Predicting the probability distribution of ice load amplitudes on ship hull in different ice and operational conditions
Series: Aalto University publication series. Doctoral theses ; 93/2024Publication details: Helsingfors : Aalto University. Marine and Arctic Technology, 2024Description: 55 sISBN:- 9789526417981
Härtill 4 uppsatser
Diss. (sammanfattning) Helsingfors : Aalto-universitetet, 2024
Due to their large cargo carrying capacities, ships are an environmentally and economically efficient mode for transporting cargo. During winters, the ships must navigate in ice-prone waters and hence shipping in ice-covered waters is an important engineering topic. To protect human lives and the environment during the shipping operations, we must understand the forces the ship hull sustains during the shipping operations.
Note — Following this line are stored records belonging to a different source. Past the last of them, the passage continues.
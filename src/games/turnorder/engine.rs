use std::collections::VecDeque;
use std::fmt;

use rand::Rng;
use serde::{Deserialize, Serialize};

use super::tokens::{build_deck, DeckConfiguration, Token};
use crate::utils::fisher_yates;

pub const HISTORY_CAPACITY: usize = 50;

#[derive(Debug, Clone, Copy, PartialEq, Eq)]
pub enum DeckError {
    /// Draw attempted with nothing left in the draw pile
    EmptyDeck,
    /// Undo attempted with no snapshot to restore
    HistoryEmpty,
}

impl fmt::Display for DeckError {
    fn fmt(&self, f: &mut fmt::Formatter<'_>) -> fmt::Result {
        match self {
            DeckError::EmptyDeck => write!(f, "the draw pile is empty"),
            DeckError::HistoryEmpty => write!(f, "there is nothing to undo"),
        }
    }
}

impl std::error::Error for DeckError {}

pub fn shuffle(tokens: &[Token], rng: &mut impl Rng) -> Vec<Token> {
    fisher_yates(tokens, rng)
}

#[derive(Debug, Clone, Serialize, Deserialize, PartialEq, Eq)]
#[serde(rename_all = "camelCase")]
pub struct GameState {
    pub round: u32,
    /// Top of the pile is the end of the vector
    pub draw_pile: Vec<Token>,
    /// Most recently superseded token first
    pub discard_pile: Vec<Token>,
    pub last_drawn: Option<Token>,
}

impl GameState {
    /// Round 1 with the deck in build order. The first round start or
    /// `new_game` shuffles it.
    pub fn reset(config: &DeckConfiguration) -> Self {
        GameState {
            round: 1,
            draw_pile: build_deck(config),
            discard_pile: vec![],
            last_drawn: None,
        }
    }

    /// Round 1 with a shuffled draw pile
    pub fn new_game(config: &DeckConfiguration, rng: &mut impl Rng) -> Self {
        GameState {
            round: 1,
            draw_pile: shuffle(&build_deck(config), rng),
            discard_pile: vec![],
            last_drawn: None,
        }
    }

    pub fn start_new_round(&self, config: &DeckConfiguration, rng: &mut impl Rng) -> Self {
        GameState {
            round: self.round + 1,
            draw_pile: shuffle(&build_deck(config), rng),
            discard_pile: vec![],
            last_drawn: None,
        }
    }

    /// Takes the top token. The previously face-up token, if any, moves to
    /// the front of the discard pile.
    pub fn draw(&self) -> Result<(GameState, Token), DeckError> {
        let mut next = self.clone();
        let drawn = next.draw_pile.pop().ok_or(DeckError::EmptyDeck)?;
        if let Some(previous) = next.last_drawn.replace(drawn.clone()) {
            next.discard_pile.insert(0, previous);
        }
        Ok((next, drawn))
    }

    pub fn remaining(&self) -> usize {
        self.draw_pile.len()
    }
}

/// Bounded stack of snapshots taken before each undoable mutation
#[derive(Debug, Clone, Default, PartialEq, Eq)]
pub struct History {
    snapshots: VecDeque<GameState>,
}

impl History {
    pub fn new() -> Self {
        Self::default()
    }

    /// Pushes a snapshot, evicting the oldest once full
    pub fn push(&mut self, snapshot: GameState) {
        if self.snapshots.len() >= HISTORY_CAPACITY {
            self.snapshots.pop_front();
        }
        self.snapshots.push_back(snapshot);
    }

    pub fn undo(&mut self) -> Result<GameState, DeckError> {
        self.snapshots.pop_back().ok_or(DeckError::HistoryEmpty)
    }

    pub fn clear(&mut self) {
        self.snapshots.clear();
    }

    pub fn len(&self) -> usize {
        self.snapshots.len()
    }

    pub fn is_empty(&self) -> bool {
        self.snapshots.is_empty()
    }
}
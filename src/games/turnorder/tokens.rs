use std::collections::BTreeMap;

use enum_iterator::{all, Sequence};
use serde::{Deserialize, Serialize};

pub const MAX_PLAYER_TOKENS: u8 = 6;
pub const MAX_NEMESIS_TOKENS: u8 = 8;

#[derive(
    Debug,
    Clone,
    Copy,
    Default,
    Serialize,
    Sequence,
    Deserialize,
    PartialEq,
    Eq,
    Hash,
    PartialOrd,
    Ord,
)]
pub enum Kind {
    #[default]
    P1,
    P2,
    P3,
    P4,
    #[serde(rename = "NEM")]
    Nemesis,
}

impl Kind {
    /// Short code used for token ids and the persisted settings keys
    pub fn code(&self) -> &'static str {
        match self {
            Kind::P1 => "P1",
            Kind::P2 => "P2",
            Kind::P3 => "P3",
            Kind::P4 => "P4",
            Kind::Nemesis => "NEM",
        }
    }

    pub fn label(&self) -> &'static str {
        match self {
            Kind::P1 => "Player 1",
            Kind::P2 => "Player 2",
            Kind::P3 => "Player 3",
            Kind::P4 => "Player 4",
            Kind::Nemesis => "Nemesis",
        }
    }

    pub fn from_code(code: &str) -> Option<Kind> {
        all::<Kind>().find(|kind| kind.code() == code)
    }

    pub fn max_count(&self) -> u8 {
        match self {
            Kind::Nemesis => MAX_NEMESIS_TOKENS,
            _ => MAX_PLAYER_TOKENS,
        }
    }
}

#[derive(Debug, Clone, Serialize, Deserialize, PartialEq, Eq, Hash)]
#[serde(rename_all = "camelCase")]
pub struct Token {
    pub id: String,
    pub kind: Kind,
}

impl Token {
    pub fn label(&self) -> &'static str {
        self.kind.label()
    }
}

/// How many tokens of each kind go into the deck
/// Counts are always within `0..=kind.max_count()`.
/// Deserialized entries go through `set`, so zero counts are dropped and
/// large ones clamped.
#[derive(Debug, Clone, Default, Serialize, Deserialize, PartialEq, Eq)]
#[serde(from = "BTreeMap<Kind, i64>", into = "BTreeMap<Kind, u8>")]
pub struct DeckConfiguration {
    counts: BTreeMap<Kind, u8>,
}

impl From<BTreeMap<Kind, i64>> for DeckConfiguration {
    fn from(counts: BTreeMap<Kind, i64>) -> Self {
        let mut config = DeckConfiguration::new();
        for (kind, count) in counts {
            config.set(kind, count);
        }
        config
    }
}

impl From<DeckConfiguration> for BTreeMap<Kind, u8> {
    fn from(config: DeckConfiguration) -> Self {
        config.counts
    }
}

impl DeckConfiguration {
    pub fn new() -> Self {
        Self::default()
    }

    /// The two-player deck the game ships with
    pub fn standard() -> Self {
        let mut config = Self::new();
        config.set(Kind::P1, 2);
        config.set(Kind::P2, 2);
        config.set(Kind::Nemesis, 2);
        config
    }

    pub fn count(&self, kind: Kind) -> u8 {
        self.counts.get(&kind).copied().unwrap_or(0)
    }

    /// Sets a count, clamping it into the kind's allowed range
    pub fn set(&mut self, kind: Kind, count: i64) {
        let clamped = count.clamp(0, kind.max_count() as i64) as u8;
        if clamped == 0 {
            self.counts.remove(&kind);
        } else {
            self.counts.insert(kind, clamped);
        }
    }

    pub fn adjust(&mut self, kind: Kind, delta: i64) {
        self.set(kind, self.count(kind) as i64 + delta);
    }

    pub fn total(&self) -> usize {
        self.counts.values().map(|c| *c as usize).sum()
    }

    pub fn is_empty(&self) -> bool {
        self.total() == 0
    }
}

/// Builds the unshuffled deck: player kinds ascending, Nemesis last.
/// Ids are the kind code followed by a letter (`P1a`, `P1b`, `NEMa`).
pub fn build_deck(config: &DeckConfiguration) -> Vec<Token> {
    let mut deck = Vec::with_capacity(config.total());
    for kind in all::<Kind>() {
        for index in 0..config.count(kind) {
            deck.push(Token {
                id: format!("{}{}", kind.code(), (b'a' + index) as char),
                kind,
            });
        }
    }
    deck
}
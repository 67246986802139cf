pub mod games;
pub mod utils;
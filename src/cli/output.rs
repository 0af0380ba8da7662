//! Output formatting utilities for the CLI.

use comfy_table::{presets, Attribute, Cell, ContentArrangement, Table};
use serde::Serialize;

pub trait CommandOutput: Serialize {
    fn to_human(&self) -> String;

    fn to_json(&self) -> serde_json::Value {
        serde_json::to_value(self).unwrap_or_default()
    }
}

pub fn output<T: CommandOutput>(result: &T, json_mode: bool) {
    if json_mode {
        println!("{}", serde_json::to_string_pretty(&result.to_json()).unwrap_or_default());
    } else {
        println!("{}", result.to_human());
    }
}

/// Truncate a string to a maximum number of characters, appending "..." if
/// truncated.
pub fn truncate(s: &str, max_len: usize) -> String {
    if s.chars().count() <= max_len {
        s.to_string()
    } else {
        let kept: String = s.chars().take(max_len.saturating_sub(3)).collect();
        format!("{kept}...")
    }
}

/// A table with bold headers and dynamic column widths.
pub fn table<I, S>(headers: I) -> Table
where
    I: IntoIterator<Item = S>,
    S: Into<String>,
{
    let mut table = Table::new();
    table
        .load_preset(presets::UTF8_FULL_CONDENSED)
        .set_content_arrangement(ContentArrangement::Dynamic)
        .set_header(
            headers
                .into_iter()
                .map(|h| Cell::new(h.into()).add_attribute(Attribute::Bold)),
        );
    table
}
However, because of many uncertainties in the ice microstructure, and the ice breaking process, the forces required for breaking the ice cannot be resolved deterministically, but rather statistically. This work analyzed full-scale ice load data and the measured covariate conditions at the instant the load occurred to examine how the load distribution changes in different conditions. The work used Bayesian hierarchical models with Gaussian process priors to infer how the load probability distribution parameters and their uncertainties change as a function of condition covariates. The ice thickness was modeled using a Gaussian process model with a Student-t error model, whereas the ship speed was interpolated linearly. Different ice load models were compared via their posterior predictions, and the Weibull model was found to have the best posterior predictions.